> [Work request] Below are records; quote them exactly from the first line through the line that contains "records.iter().map(|r| r.source.clone()).collect()".

Saved entries
//! End-to-end tests for flow execution.

#[cfg(test)]
mod tests {
    use crate::config::EngineConfig;
    use crate::core::{Payload, RunStatus};
    use crate::flow::{CounterSnapshot, Flow, FlowFactory};
    use crate::metrics::MetricsAggregator;
    use crate::pipeline::PipelineExecutor;
    use crate::plugin::{Fetcher, PluginRegistry, TransformDeclaration};
    use crate::scheduler::{Scheduler, SchedulerConfig};
    use crate::shutdown::Shutdown;
    use crate::state::{
        ExpireAction, ExpirePolicy, FileStateStore, PollingFetcher, RawItem, SourcePoller,
        SourceState, StateStore,
    };
    use crate::testing::{
        assert_counters, assert_run_skipped, assert_run_status, records, GateFetcher,
        RecordingSink, RecordingTransformer, StaticFetcher,
    };
    use async_trait::async_trait;
    use chrono::{DateTime, TimeZone, Utc};
    use parking_lot::Mutex;
    use pretty_assertions::assert_eq;
    use std::sync::Arc;
    use std::time::Duration;

    fn at(secs: i64) -> DateTime<Utc> {
        Utc.timestamp_opt(1_700_000_000 + secs, 0).unwrap()
    }

    fn recording(decl: TransformDeclaration, emit: usize) -> Arc<RecordingTransformer> {
        Arc::new(RecordingTransformer::new(decl).emitting(emit))
    }

    fn sources(records: &[crate::core::Record]) -> Vec<String> {
        records.iter().map(|r| r.source.clone()).collect()
    }

    /// Serves a replaceable list of items for every source.
    #[derive(Default)]
    struct FeedPoller {
        items: Mutex<Vec<RawItem>>,
    }

    #[async_trait]
    impl SourcePoller for Arc<FeedPoller> {
        fn name(&self) -> &str {
            "feed"
        }

        async fn poll(&self, _source: &str) -> anyhow::Result<Vec<RawItem>> {
            Ok(self.items.lock().clone())
        }
    }

    #[tokio::test]
    async fn test_overlapping_runs_are_mutually_exclusive() {
        let gate = Arc::new(GateFetcher::new(records("news", 2)));
        let sink = Arc::new(RecordingSink::new());
        let flow = Arc::new(
            Flow::builder("news", gate.clone())
                .sink(sink.clone())
                .build()
                .unwrap(),
        );

        let first = {
            let flow = Arc::clone(&flow);
            tokio::spawn(async move { PipelineExecutor::run(&flow).await })
        };
        gate.entered().await;

        let second = PipelineExecutor::run(&flow).await;
        assert_run_skipped(&second);
        assert_eq!(second.status, RunStatus::Skipped);

        gate.release();
        assert_run_status(&first.await.unwrap(), RunStatus::Completed);
        assert_eq!(gate.calls(), 1);
        assert_eq!(sink.calls(), 1);
        assert_eq!(flow.runs(), 1);
    }

    #[tokio::test]
    async fn test_forward_requirement_yields_empty_input() {
        let t0 = recording(TransformDeclaration::new(0), 2);
        let t1 = recording(TransformDeclaration::new(1).with_requires([2]), 0);
        let t2 = recording(TransformDeclaration::new(2), 4);
        let flow = Flow::builder("news", Arc::new(StaticFetcher::with_count("news", 3)))
            .strict_requires(false)
            .transform(t0)
            .transform(t1.clone())
            .transform(t2)
            .build()
            .unwrap();

        PipelineExecutor::run(&flow).await;

        assert_eq!(t1.inputs(), vec![Vec::new()]);
    }

    #[tokio::test]
    async fn test_required_outputs_concatenate_in_id_order() {
        let t0 = recording(TransformDeclaration::new(0), 2);
        let t1 = recording(TransformDeclaration::new(1), 1);
        let t2 = recording(TransformDeclaration::new(2).with_requires([1, 0]), 0);
        let flow = Flow::builder("news", Arc::new(StaticFetcher::with_count("news", 1)))
            .transform(t0)
            .transform(t1)
            .transform(t2.clone())
            .build()
            .unwrap();

        PipelineExecutor::run(&flow).await;

        assert_eq!(sources(&t2.inputs()[0]), vec!["t0-0", "t0-1", "t1-0"]);
    }

    #[tokio::test]
    async fn test_empty_required_output_still_concatenates() {
        let t0 = recording(TransformDeclaration::new(0), 2);
        let t1 = recording(TransformDeclaration::new(1), 0);
        let t2 = recording(TransformDeclaration::new(2).with_requires([0, 1]), 0);
        let flow = Flow::builder("news", Arc::new(StaticFetcher::with_count("news", 1)))
            .transform(t0)
            .transform(t1)
            .transform(t2.clone())
            .build()
            .unwrap();

        PipelineExecutor::run(&flow).await;

        assert_eq!(sources(&t2.inputs()[0]), vec!["t0-0", "t0-1"]);
    }

    #[tokio::test]
    async fn test_empty_fetch_touches_only_no_data_counter() {
        let t0 = recording(TransformDeclaration::new(0).included(), 1);
        let sink = Arc::new(RecordingSink::new());
        let flow = Flow::builder("news", Arc::new(StaticFetcher::empty("news")))
            .transform(t0.clone())
            .sink(sink.clone())
            .build()
            .unwrap();

        let report = PipelineExecutor::run(&flow).await;

        assert_run_status(&report, RunStatus::NoData);
        assert_eq!(t0.calls(), 0);
        assert_eq!(sink.calls(), 0);
        assert_counters(
            &flow,
            CounterSnapshot {
                no_data: 1,
                ..Default::default()
            },
        );
    }

    #[tokio::test]
    async fn test_only_included_output_is_delivered() {
        let t0 = recording(TransformDeclaration::new(0).included(), 5);
        let t1 = recording(TransformDeclaration::new(1), 5);
        let sink = Arc::new(RecordingSink::new());
        let flow = Flow::builder("news", Arc::new(StaticFetcher::with_count("news", 1)))
            .transform(t0)
            .transform(t1)
            .sink(sink.clone())
            .build()
            .unwrap();

        PipelineExecutor::run(&flow).await;

        let batches = sink.batches();
        assert_eq!(batches.len(), 1);
        assert_eq!(batches[0].len(), 5);
        assert!(batches[0].iter().all(|r| r.source.starts_with("t0-")));
    }

    #[tokio::test]
    async fn test_fetch_output_delivered_without_transforms() {
        let sink = Arc::new(RecordingSink::new());
        let flow = Flow::builder("news", Arc::new(StaticFetcher::with_count("news", 3)))
            .sink(sink.clone())
            .build()
            .unwrap();

        let report = PipelineExecutor::run(&flow).await;

        assert_eq!(sink.batch_sizes(), vec![3]);
        assert_eq!(report.sent, 3);
        assert_counters(
            &flow,
            CounterSnapshot {
                received: 3,
                sent: 3,
                ..Default::default()
            },
        );
    }

    #[cfg(unix)]
    #[tokio::test]
    async fn test_expire_action_runs_once_per_delay_window() {
        use std::os::unix::fs::PermissionsExt;

        let root = tempfile::tempdir().unwrap();
        let log = root.path().join("expired.log");
        let hook = root.path().join("hook.sh");
        std::fs::write(&hook, format!("#!/bin/sh\necho \"$1 $2 $3\" >> {}\n", log.display())).unwrap();
        std::fs::set_permissions(&hook, std::fs::Permissions::from_mode(0o755)).unwrap();

        let store = Arc::new(FileStateStore::under(root.path()));
        let mut seeded = SourceState::new();
        seeded.advance_checkpoint("http://quiet", at(0));
        store.save("news", &seeded).unwrap();

        let now = Arc::new(Mutex::new(at(600)));
        let clock = Arc::clone(&now);
        let policy = ExpirePolicy::new(Duration::from_secs(300)).with_action(
            ExpireAction::new(hook.display().to_string()).with_delay(Duration::from_secs(60)),
        );
        let fetcher = PollingFetcher::new(
            "news",
            Arc::new(FeedPoller::default()),
            vec!["http://quiet".to_string()],
            store.clone(),
        )
        .with_expiry(policy)
        .with_clock(move || *clock.lock());

        let flow = Flow::builder("news", Arc::new(fetcher))
            .root_dir(root.path())
            .build()
            .unwrap();

        assert_eq!(PipelineExecutor::run(&flow).await.status, RunStatus::Completed);
        *now.lock() = at(610);
        PipelineExecutor::run(&flow).await;

        let calls = std::fs::read_to_string(&log).unwrap();
        assert_eq!(calls.lines().collect::<Vec<_>>(), vec!["news http://quiet 1700000000"]);
        assert_eq!(flow.counters().snapshot().expired, 2);
    }

    #[tokio::test]
    async fn test_persisted_checkpoint_is_newest_event_time() {
        let root = tempfile::tempdir().unwrap();
        let poller = Arc::new(FeedPoller::default());
        let store = Arc::new(FileStateStore::under(root.path()));
        let fetcher = PollingFetcher::new(
            "news",
            Arc::clone(&poller),
            vec!["http://feed".to_string()],
            store.clone(),
        )
        .with_clock(|| at(1000));
        let sink = Arc::new(RecordingSink::new());
        let flow = Flow::builder("news", Arc::new(fetcher))
            .root_dir(root.path())
            .sink(sink.clone())
            .build()
            .unwrap();

        *poller.items.lock() = [30, 10, 50, 20]
            .into_iter()
            .map(|s| RawItem::new(at(s), Payload::new()))
            .collect();
        PipelineExecutor::run(&flow).await;
        assert_eq!(store.load("news").unwrap().checkpoint("http://feed"), Some(at(50)));

        *poller.items.lock() = [40, 70, 60]
            .into_iter()
            .map(|s| RawItem::new(at(s), Payload::new()))
            .collect();
        PipelineExecutor::run(&flow).await;
        assert_eq!(store.load("news").unwrap().checkpoint("http://feed"), Some(at(70)));

        assert_eq!(sink.batch_sizes(), vec![4, 2]);
        assert!(flow.paths().state.join("sources.json").exists());
    }

    #[tokio::test]
    async fn test_configured_engine_runs_and_aggregates() {
        let root = tempfile::tempdir().unwrap();
        let json = serde_json::json!({
            "root_dir": root.path(),
            "tick_ms": 5,
            "time_formats": [{"label": "utc", "utc_offset_minutes": 0}],
            "flows": [
                {
                    "name": "news",
                    "interval_secs": 3600,
                    "run_quota": 1,
                    "cleanup": true,
                    "fetcher": {"plugin": "static", "params": {"count": 4}},
                    "transforms": [
                        {"id": 0, "plugin": "passthrough"},
                        {"id": 1, "plugin": "passthrough", "requires": [0], "include": true}
                    ],
                    "sink": {"plugin": "log"}
                },
                {
                    "name": "bad flow name",
                    "interval_secs": 1,
                    "fetcher": {"plugin": "static"}
                },
                {
                    "name": "forward",
                    "interval_secs": 1,
                    "fetcher": {"plugin": "static"},
                    "transforms": [{"id": 0, "plugin": "passthrough", "requires": [1]},
                                   {"id": 1, "plugin": "passthrough", "requires": [2]}]
                }
            ]
        });
        let config = EngineConfig::from_json_str(&json.to_string()).unwrap();

        let registry = PluginRegistry::with_builtins();
        registry.register_fetcher(
            "static",
            Box::new(|ctx| {
                let count = ctx.params.get("count").and_then(serde_json::Value::as_u64).unwrap_or(1);
                let count = usize::try_from(count).map_err(|e| e.to_string())?;
                Ok(Arc::new(StaticFetcher::with_count(&ctx.flow, count)) as Arc<dyn Fetcher>)
            }),
        );

        let (flows, errors) = FlowFactory::build_all(&config, &registry);
        assert_eq!(flows.len(), 1);
        assert_eq!(
            errors.iter().map(|e| e.flow.as_str()).collect::<Vec<_>>(),
            vec!["bad flow name", "forward"]
        );

        let metrics = Arc::new(MetricsAggregator::new());
        let scheduler = Scheduler::new(flows, Arc::clone(&metrics), SchedulerConfig::from(&config));
        let shutdown = Shutdown::new();
        let stopper = shutdown.clone();
        tokio::spawn(async move {
            tokio::time::sleep(Duration::from_millis(100)).await;
            stopper.trigger("test finished");
        });

        tokio::time::timeout(Duration::from_secs(5), scheduler.run(shutdown))
            .await
            .unwrap();

        assert_eq!(
            metrics.get("news", "static"),
            Some(CounterSnapshot {
                received: 4,
                sent: 4,
                ..Default::default()
            })
        );
        assert_eq!(scheduler.flows()[0].runs(), 1);
        assert!(metrics
            .render_prometheus()
            .contains("feedflow_sent_total{flow=\"news\",plugin=\"static\"} 4"));
    }
}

> [Task solution]
//! End-to-end tests for flow execution.

#[cfg(test)]
mod tests {
    use crate::config::EngineConfig;
    use crate::core::{Payload, RunStatus};
    use crate::flow::{CounterSnapshot, Flow, FlowFactory};
    use crate::metrics::MetricsAggregator;
    use crate::pipeline::PipelineExecutor;
    use crate::plugin::{Fetcher, PluginRegistry, TransformDeclaration};
    use crate::scheduler::{Scheduler, SchedulerConfig};
    use crate::shutdown::Shutdown;
    use crate::state::{
        ExpireAction, ExpirePolicy, FileStateStore, PollingFetcher, RawItem, SourcePoller,
        SourceState, StateStore,
    };
    use crate::testing::{
        assert_counters, assert_run_skipped, assert_run_status, records, GateFetcher,
        RecordingSink, RecordingTransformer, StaticFetcher,
    };
    use async_trait::async_trait;
    use chrono::{DateTime, TimeZone, Utc};
    use parking_lot::Mutex;
    use pretty_assertions::assert_eq;
    use std::sync::Arc;
    use std::time::Duration;

    fn at(secs: i64) -> DateTime<Utc> {
        Utc.timestamp_opt(1_700_000_000 + secs, 0).unwrap()
    }

    fn recording(decl: TransformDeclaration, emit: usize) -> Arc<RecordingTransformer> {
        Arc::new(RecordingTransformer::new(decl).emitting(emit))
    }

    fn sources(records: &[crate::core::Record]) -> Vec<String> {
        records.iter().map(|r| r.source.clone()).collect()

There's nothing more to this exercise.